Premendo il tasto FINE sulla nostra etichetta comparirà il codice a barre.

Attenzione quando l’oggetto che inseriamo è rosso significa che è fuori dai margini dell’etichetta ed è quindi necessario spostarlo all’interno dell’area bianca che identifica l’etichetta. Se è necessario ridimensionare l’oggetto dobbiamo accertarci che il codice mantenga le corrette proporzioni e che sia leggibile da un lettore di codice a barre


Approfondisci

ERRORI COMUNI DI STAMPA DI UN’ETICHETTA CON CODICE A BARRE


INSERIMENTO TESTO

Seguendo la stessa procedura dei punti precedenti inseriamo un testo, che può essere una descrizione, un indirizzo o qualsiasi altra stringa.
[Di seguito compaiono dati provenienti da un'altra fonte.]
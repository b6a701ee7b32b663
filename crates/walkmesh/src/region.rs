bitflags::bitflags! {
    /// The id of the region a span of a [`CompactHeightfield`](crate::CompactHeightfield) belongs to.
    ///
    /// The lower 15 bits hold the id itself, the highest bit marks regions that belong to the border of a tile.
    #[derive(Debug, Clone, Copy, PartialEq, Eq, Hash, PartialOrd, Ord, Default)]
    #[cfg_attr(feature = "serialize", derive(serde::Serialize, serde::Deserialize))]
    #[repr(transparent)]
    pub struct RegionId: u16 {
        /// The default region, which is used for spans that are not in a region, i.e. not walkable.
        const NONE = 0;

        /// Heightfield border flag.
        /// If a heightfield region ID has this bit set, then the region is a border
        /// region and its spans are considered un-walkable.
        /// (Used during the region and contour build process.)
        const BORDER_REGION = 0x8000;

        /// The largest possible region id.
        const MAX = 0x7fff;
    }
}

impl RegionId {
    /// Returns the id without the [`RegionId::BORDER_REGION`] flag.
    #[inline]
    pub fn id(self) -> u16 {
        (self & Self::MAX).bits()
    }

    /// Returns whether this is a region along the border of the heightfield.
    #[inline]
    pub fn is_border(self) -> bool {
        self.contains(Self::BORDER_REGION)
    }

    /// Returns the next region id.
    #[inline]
    pub(crate) fn next(self) -> Self {
        Self::from_bits_retain(self.bits().wrapping_add(1))
    }
}

impl From<u16> for RegionId {
    fn from(value: u16) -> Self {
        Self::from_bits_retain(value)
    }
}

impl From<RegionId> for u16 {
    fn from(value: RegionId) -> Self {
        value.bits()
    }
}

#[cfg(test)]
mod tests {
    use super::*;

    #[test]
    fn border_flag_is_separate_from_id() {
        let region = RegionId::from(5) | RegionId::BORDER_REGION;
        assert!(region.is_border());
        assert_eq!(region.id(), 5);
        assert!(!RegionId::from(5).is_border());
        assert_eq!(RegionId::NONE.next(), RegionId::from(1));
    }
}
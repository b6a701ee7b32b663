//! The triangle soup that is fed into [`Heightfield`](crate::Heightfield) rasterization.

use glam::{UVec3, Vec3A};

use crate::{
    math::{Aabb3d, TriangleIndices as _},
    span::AreaType,
};

/// A mesh used as input for [`Heightfield`](crate::Heightfield) rasterization.
#[derive(Debug, Clone, PartialEq, Default)]
#[cfg_attr(feature = "serialize", derive(serde::Serialize, serde::Deserialize))]
pub struct TriMesh {
    /// The vertices composing the mesh.
    /// Follows the convention of a triangle list.
    pub vertices: Vec<Vec3A>,

    /// The indices composing the mesh.
    /// Follows the convention of a triangle list, wound counter-clockwise when seen from above.
    pub indices: Vec<UVec3>,

    /// The area types of the trimesh. Each index corresponds 1:1 to the [`TriMesh::indices`].
    pub area_types: Vec<AreaType>,
}

impl TriMesh {
    /// Creates a trimesh from vertices and triangles, all of them with the area [`AreaType::NOT_WALKABLE`].
    /// Use [`TriMesh::mark_walkable_triangles`] to flag the walkable ones afterwards.
    pub fn new(vertices: Vec<Vec3A>, indices: Vec<UVec3>) -> Self {
        let area_types = vec![AreaType::NOT_WALKABLE; indices.len()];
        Self {
            vertices,
            indices,
            area_types,
        }
    }

    /// Extends the trimesh with the vertices and indices of another trimesh.
    /// The indices of `other` will be offset by the number of vertices in `self`.
    ///
    /// # Panics
    ///
    /// Panics if the combined vertex count does not fit into a `u32`.
    pub fn extend(&mut self, other: TriMesh) {
        let Ok(next_vertex_index) = u32::try_from(self.vertices.len()) else {
            panic!("Cannot extend a trimesh with more than 2^32 vertices");
        };
        self.vertices.extend(other.vertices);
        self.indices
            .extend(other.indices.iter().map(|i| i + next_vertex_index));
        self.area_types.extend(other.area_types);
    }

    /// Computes the AABB of the trimesh.
    /// Returns `None` if the trimesh is empty.
    pub fn compute_aabb(&self) -> Option<Aabb3d> {
        Aabb3d::from_verts(&self.vertices)
    }

    /// Marks the triangles as walkable based on the threshold angle.
    ///
    /// A triangle becomes [`AreaType::DEFAULT_WALKABLE`] if the angle between its normal and the up axis
    /// is smaller than the threshold. Triangles that are not walkable keep their area type.
    ///
    /// # Arguments
    ///
    /// * `threshold_rad` - The threshold angle in radians.
    ///
    pub fn mark_walkable_triangles(&mut self, threshold_rad: f32) {
        let threshold_cos = threshold_rad.cos();
        for (indices, area) in self.indices.iter().zip(self.area_types.iter_mut()) {
            let normal = indices.normal(&self.vertices);
            if normal.y > threshold_cos {
                *area = AreaType::DEFAULT_WALKABLE;
            }
        }
    }

    /// Clears the area of triangles that are too steep to walk on.
    ///
    /// This is the inverse of [`TriMesh::mark_walkable_triangles`]: a triangle becomes [`AreaType::NOT_WALKABLE`]
    /// if the angle between its normal and the up axis is not smaller than the threshold.
    /// Walkable triangles keep their area type.
    pub fn clear_unwalkable_triangles(&mut self, threshold_rad: f32) {
        let threshold_cos = threshold_rad.cos();
        for (indices, area) in self.indices.iter().zip(self.area_types.iter_mut()) {
            let normal = indices.normal(&self.vertices);
            if normal.y <= threshold_cos {
                *area = AreaType::NOT_WALKABLE;
            }
        }
    }

    /// Returns the vertices of the triangle at the given index, or `None` if any index is out of bounds.
    pub fn triangle(&self, index: usize) -> Option<[Vec3A; 3]> {
        let indices = self.indices.get(index)?;
        Some([
            *self.vertices.get(indices.x as usize)?,
            *self.vertices.get(indices.y as usize)?,
            *self.vertices.get(indices.z as usize)?,
        ])
    }
}
#[cfg(test)]
mod tests {
    use glam::{UVec3, Vec3, Vec3A};

    use crate::{Aabb3d, HeightfieldBuilder, TriMesh, span::AreaType};

    use super::*;

    fn quad_field(size_x: f32, size_z: f32) -> CompactHeightfield {
        let mut heightfield = HeightfieldBuilder {
            aabb: Aabb3d {
                min: Vec3::ZERO,
                max: Vec3::new(size_x, 4.0, size_z),
            },
            cell_size: 1.0,
            cell_height: 1.0,
        }
        .build()
        .unwrap();
        let trimesh = TriMesh {
            vertices: vec![
                Vec3A::new(0.0, 1.0, 0.0),
                Vec3A::new(0.0, 1.0, size_z),
                Vec3A::new(size_x, 1.0, size_z),
                Vec3A::new(size_x, 1.0, 0.0),
            ],
            indices: vec![UVec3::new(0, 1, 2), UVec3::new(0, 2, 3)],
            area_types: vec![AreaType::DEFAULT_WALKABLE; 2],
        };
        heightfield.rasterize_triangles(&trimesh, 1).unwrap();
        heightfield.into_compact(2, 1).unwrap()
    }

    #[test]
    fn flat_square_becomes_single_region() {
        let mut field = quad_field(12.0, 12.0);
        field.build_distance_field();
        field.build_regions(0, 2, 200).unwrap();
        assert_eq!(field.max_region, RegionId::from(1));
        assert!(field.spans.iter().all(|span| span.region == RegionId::from(1)));
    }

    #[test]
    fn border_is_painted_with_border_regions() {
        let mut field = quad_field(12.0, 12.0);
        field.build_distance_field();
        field.build_regions(2, 2, 20).unwrap();
        assert_eq!(field.border_size, 2);
        let corner = field.cell_at(0, 0).index() as usize;
        let edge = field.cell_at(11, 6).index() as usize;
        let center = field.cell_at(6, 6).index() as usize;
        assert!(field.spans[corner].region.is_border());
        assert!(field.spans[edge].region.is_border());
        assert!(!field.spans[center].region.is_border());
        assert_ne!(field.spans[center].region, RegionId::NONE);
    }

    #[test]
    fn tiny_islands_are_removed() {
        let mut field = quad_field(12.0, 12.0);
        // Cut off a single span from the rest of the surface.
        for (x, z, i) in field.iter_spans().collect::<Vec<_>>() {
            if (x == 4 || x == 6 || z == 4 || z == 6) && (4..=6).contains(&x) && (4..=6).contains(&z)
            {
                field.areas[i] = AreaType::NOT_WALKABLE;
            }
        }
        field.build_distance_field();
        field.build_regions(0, 4, 20).unwrap();
        let island = field.cell_at(5, 5).index() as usize;
        assert_eq!(field.spans[island].region, RegionId::NONE);
        let outer = field.cell_at(0, 0).index() as usize;
        assert_ne!(field.spans[outer].region, RegionId::NONE);
    }
}
/// Greedily merges the polygon pairs with the longest shared edge until no more merges are possible.
///
/// `on_merge(a, b)` is called after polygon `b` was merged into polygon `a` and swap-removed,
/// so that callers can keep parallel data in sync.
fn merge_polygons(
    polys: &mut Vec<Vec<u16>>,
    vertices: &[U16Vec3],
    nvp: usize,
    mut on_merge: impl FnMut(usize, usize),
) {
    loop {
        // Find best polygons to merge.
        let mut best_merge_value = 0;
        let mut best = None;
        for j in 0..polys.len().saturating_sub(1) {
            for k in j + 1..polys.len() {
                if let Some((value, ea, eb)) = get_poly_merge_value(&polys[j], &polys[k], vertices, nvp)
                    && value > best_merge_value
                {
                    best_merge_value = value;
                    best = Some((j, k, ea, eb));
                }
            }
        }
        let Some((pa, pb, ea, eb)) = best else {
            break;
        };
        // Found best, merge.
        polys[pa] = merge_poly_verts(&polys[pa], &polys[pb], ea, eb, nvp);
        polys.swap_remove(pb);
        on_merge(pa, pb);
    }
}

/// The last bit of an index is used to indicate if the vertex can be removed.
const CAN_REMOVE: u32 = 0x8000_0000;
const INDEX_MASK: u32 = 0x0fff_ffff;

/// Triangulates a simple polygon by ear clipping, always cutting the shortest diagonal first.
///
/// Returns `false` if the polygon could not be fully triangulated.
/// In that case `tris` contains the triangles found until the failure.
fn triangulate(vertices: &[IVec3], tris: &mut Vec<[usize; 3]>) -> bool {
    let mut n = vertices.len();
    let mut indices: Vec<u32> = (0..n as u32).collect();

    for i in 0..n {
        let i1 = next(i, n);
        let i2 = next(i1, n);
        if diagonal(i, i2, vertices, &indices[..n]) {
            indices[i1] |= CAN_REMOVE;
        }
    }

    let position = |index: u32| vertices[(index & INDEX_MASK) as usize];

    while n > 3 {
        let mut min_len = i32::MAX;
        let mut min_i = None;
        for i in 0..n {
            let i1 = next(i, n);
            if indices[i1] & CAN_REMOVE != 0 {
                let p0 = position(indices[i]);
                let p2 = position(indices[next(i1, n)]);
                let dx = p2.x - p0.x;
                let dz = p2.z - p0.z;
                let len = dx * dx + dz * dz;
                if len < min_len {
                    min_len = len;
                    min_i = Some(i);
                }
            }
        }

        if min_i.is_none() {
            // We might get here because the contour has overlapping segments, like this:
            //
            //  A o-o=====o---o B
            //   /  |C   D|    \.
            //  o   o     o     o
            //  :   :     :     :
            // We'll try to recover by loosing up the inCone test a bit so that a diagonal
            // like A-B or C-D can be found and we can continue.
            min_len = i32::MAX;
            for i in 0..n {
                let i1 = next(i, n);
                let i2 = next(i1, n);
                if diagonal_loose(i, i2, vertices, &indices[..n]) {
                    let p0 = position(indices[i]);
                    let p2 = position(indices[i2]);
                    let dx = p2.x - p0.x;
                    let dz = p2.z - p0.z;
                    let len = dx * dx + dz * dz;
                    if len < min_len {
                        min_len = len;
                        min_i = Some(i);
                    }
                }
            }
        }

        let Some(i) = min_i else {
            // The contour is messed up. This sometimes happens
            // if the contour simplification is too aggressive.
            return false;
        };
        let mut i1 = next(i, n);
        let i2 = next(i1, n);

        tris.push([
            (indices[i] & INDEX_MASK) as usize,
            (indices[i1] & INDEX_MASK) as usize,
            (indices[i2] & INDEX_MASK) as usize,
        ]);

        // Removes P[i1] by copying P[i+1]...P[n-1] left one index.
        indices.remove(i1);
        n -= 1;
        if i1 >= n {
            i1 = 0;
        }
        let i = prev(i1, n);
        // Update diagonal flags.
        if diagonal(prev(i, n), i1, vertices, &indices[..n]) {
            indices[i] |= CAN_REMOVE;
        } else {
            indices[i] &= INDEX_MASK;
        }
        if diagonal(i, next(i1, n), vertices, &indices[..n]) {
            indices[i1] |= CAN_REMOVE;
        } else {
            indices[i1] &= INDEX_MASK;
        }
    }

    // Append the remaining triangle.
    tris.push([
        (indices[0] & INDEX_MASK) as usize,
        (indices[1] & INDEX_MASK) as usize,
        (indices[2] & INDEX_MASK) as usize,
    ]);
    true
}

/// Returns true iff the diagonal (i,j) is strictly internal to the polygon in the neighborhood of the i endpoint.
fn in_cone(i: usize, j: usize, vertices: &[IVec3], indices: &[u32], loose: bool) -> bool {
    let n = indices.len();
    let position = |index: usize| vertices[(indices[index] & INDEX_MASK) as usize];
    let pi = position(i);
    let pj = position(j);
    let pi1 = position(next(i, n));
    let pin1 = position(prev(i, n));

    // If P[i] is a convex vertex [ i+1 left or on (i-1,i) ].
    if left_on(pin1, pi, pi1) {
        return if loose {
            left_on(pi, pj, pin1) && left_on(pj, pi, pi1)
        } else {
            left(pi, pj, pin1) && left(pj, pi, pi1)
        };
    }
    // Assume (i-1,i,i+1) not collinear.
    // else P[i] is reflex.
    !(left_on(pi, pj, pi1) && left_on(pj, pi, pin1))
}
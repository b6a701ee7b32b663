//! The boundary to whatever stores the geometry a navmesh is built from.
//!
//! The build only ever asks for the triangles overlapping a rectangle on the xz-plane,
//! so providers are free to back [`InputGeometry`] with a spatial index.

use glam::Vec3A;

use crate::{
    math::{Aabb2d, Aabb3d, TriangleVertices as _},
    mark_area::ConvexVolume,
    span::AreaType,
    trimesh::TriMesh,
};

/// Source geometry for navmesh builds.
pub trait InputGeometry {
    /// The bounds of all triangles, or `None` if there are none.
    fn bounds(&self) -> Option<Aabb3d>;

    /// Returns the triangles whose footprint on the xz-plane overlaps `rect`, with their area types.
    fn triangles_in_rect(&self, rect: Aabb2d) -> TriMesh;

    /// Volumes whose spans get their area overwritten after rasterization.
    fn convex_volumes(&self) -> &[ConvexVolume] {
        &[]
    }

    /// Off-mesh connections. These are not used by the build and are handed through to the result.
    fn off_mesh_connections(&self) -> &[OffMeshConnection] {
        &[]
    }
}

/// A user-placed link between two points of the navmesh, such as a jump or a ladder.
#[derive(Debug, Clone, Copy, PartialEq)]
#[cfg_attr(feature = "serialize", derive(serde::Serialize, serde::Deserialize))]
pub struct OffMeshConnection {
    /// The start of the connection. [Units: wu]
    pub start: Vec3A,
    /// The end of the connection. [Units: wu]
    pub end: Vec3A,
    /// The radius around the endpoints within which the connection can be entered. [Units: wu]
    pub radius: f32,
    /// Whether the connection can be traversed from `end` to `start` as well.
    pub bidirectional: bool,
    /// The area of the connection.
    pub area: AreaType,
    /// User flags of the connection.
    pub flags: u16,
}

impl InputGeometry for TriMesh {
    fn bounds(&self) -> Option<Aabb3d> {
        self.compute_aabb()
    }

    fn triangles_in_rect(&self, rect: Aabb2d) -> TriMesh {
        let mut remap = vec![None; self.vertices.len()];
        let mut result = TriMesh::default();
        for (index, (indices, area)) in self.indices.iter().zip(&self.area_types).enumerate() {
            let Some(triangle) = self.triangle(index) else {
                continue;
            };
            if !rect.intersects(&triangle.aabb().into()) {
                continue;
            }
            let mut remapped = [0; 3];
            for (target, source) in remapped.iter_mut().zip(indices.to_array()) {
                *target = *remap[source as usize].get_or_insert_with(|| {
                    result.vertices.push(self.vertices[source as usize]);
                    result.vertices.len() as u32 - 1
                });
            }
            result.indices.push(remapped.into());
            result.area_types.push(*area);
        }
        result
    }
}

/// A [`TriMesh`] together with the area volumes and off-mesh connections placed in it.
#[derive(Debug, Clone, PartialEq, Default)]
#[cfg_attr(feature = "serialize", derive(serde::Serialize, serde::Deserialize))]
pub struct InputMesh {
    /// The triangles to rasterize.
    pub trimesh: TriMesh,
    /// See [`InputGeometry::convex_volumes`].
    pub convex_volumes: Vec<ConvexVolume>,
    /// See [`InputGeometry::off_mesh_connections`].
    pub off_mesh_connections: Vec<OffMeshConnection>,
}

impl From<TriMesh> for InputMesh {
    fn from(trimesh: TriMesh) -> Self {
        Self {
            trimesh,
            ..Default::default()
        }
    }
}

impl InputGeometry for InputMesh {
    fn bounds(&self) -> Option<Aabb3d> {
        self.trimesh.bounds()
    }

    fn triangles_in_rect(&self, rect: Aabb2d) -> TriMesh {
        self.trimesh.triangles_in_rect(rect)
    }

    fn convex_volumes(&self) -> &[ConvexVolume] {
        &self.convex_volumes
    }

    fn off_mesh_connections(&self) -> &[OffMeshConnection] {
        &self.off_mesh_connections
    }
}

#[cfg(test)]
mod tests {
    use glam::{UVec3, Vec2};

    use super::*;

    fn two_triangles() -> TriMesh {
        let mut trimesh = TriMesh::new(
            vec![
                Vec3A::new(0.0, 0.0, 0.0),
                Vec3A::new(0.0, 0.0, 1.0),
                Vec3A::new(1.0, 0.0, 0.0),
                Vec3A::new(10.0, 0.0, 10.0),
                Vec3A::new(10.0, 0.0, 11.0),
                Vec3A::new(11.0, 0.0, 10.0),
            ],
            vec![UVec3::new(0, 1, 2), UVec3::new(3, 4, 5)],
        );
        trimesh.area_types[1] = AreaType::DEFAULT_WALKABLE;
        trimesh
    }

    #[test]
    fn rect_query_keeps_overlapping_triangles() {
        let trimesh = two_triangles();
        let found = trimesh.triangles_in_rect(Aabb2d {
            min: Vec2::new(9.0, 9.0),
            max: Vec2::new(20.0, 20.0),
        });
        assert_eq!(found.indices, vec![UVec3::new(0, 1, 2)]);
        assert_eq!(found.vertices, trimesh.vertices[3..].to_vec());
        assert_eq!(found.area_types, vec![AreaType::DEFAULT_WALKABLE]);
    }

    #[test]
    fn rect_query_outside_is_empty() {
        let found = two_triangles().triangles_in_rect(Aabb2d {
            min: Vec2::new(3.0, 3.0),
            max: Vec2::new(4.0, 4.0),
        });
        assert!(found.indices.is_empty());
        assert!(found.vertices.is_empty());
    }

    #[test]
    fn input_mesh_hands_out_its_parts() {
        let input = InputMesh {
            off_mesh_connections: vec![OffMeshConnection {
                start: Vec3A::ZERO,
                end: Vec3A::X,
                radius: 0.5,
                bidirectional: true,
                area: AreaType::DEFAULT_WALKABLE,
                flags: 1,
            }],
            ..InputMesh::from(two_triangles())
        };
        assert_eq!(input.off_mesh_connections().len(), 1);
        assert!(input.convex_volumes().is_empty());
        assert_eq!(input.bounds().map(|aabb| aabb.max.x), Some(11.0));
    }
}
Nella procedura di creazione del testo oltre al contenuto possiamo scegliere il tipo di font (carattere), lo stile (grassetto, corsivo, etc ),la dimensione, gli effetti come sottolineato o barrato.

inserimento testo
inserimento testo

Per quanto riguarda il colore ricordiamo che le stampanti termiche o a trasferimento termico sono MONOCROMATICHE.

A questo punto la nostra etichetta avrà il seguente layout

11-layout etichetta

Possiamo aiutarci con gli strumenti di allineamento del menù di destra per allineare i vari oggetti inseriti

INSERIMENTO ELEMENTI GEOMETRICI

Inseriamo 2 linee orizzontali in prossimità del bordo superiore ed inferiore dell’etichetta.

Selezioniamo dal menù di sinistra l’elemento LINEA e clicchiamo all’interno dell’etichetta. Trasciniamo i cursori di ridimensionamento della linea fino alla misura desiderata

Per tracciare una nuova linea ripetiamo la procedura oppure copiamo la linea precedentemente tracciata

A questo punto abbiamo completato la creazione del layout e possiamo andare in stampa selezionando stampa in corso dal menù File

12- etichetta finale

Il programma ZebraDesigner è un programma completo, ricco di funzionalità e di immediata comprensione.

Consente la creazione di etichette complesse con dati fissi e variabili estratti da database, ha molte procedure guidate che semplificano la progettazione ed un costo contenuto.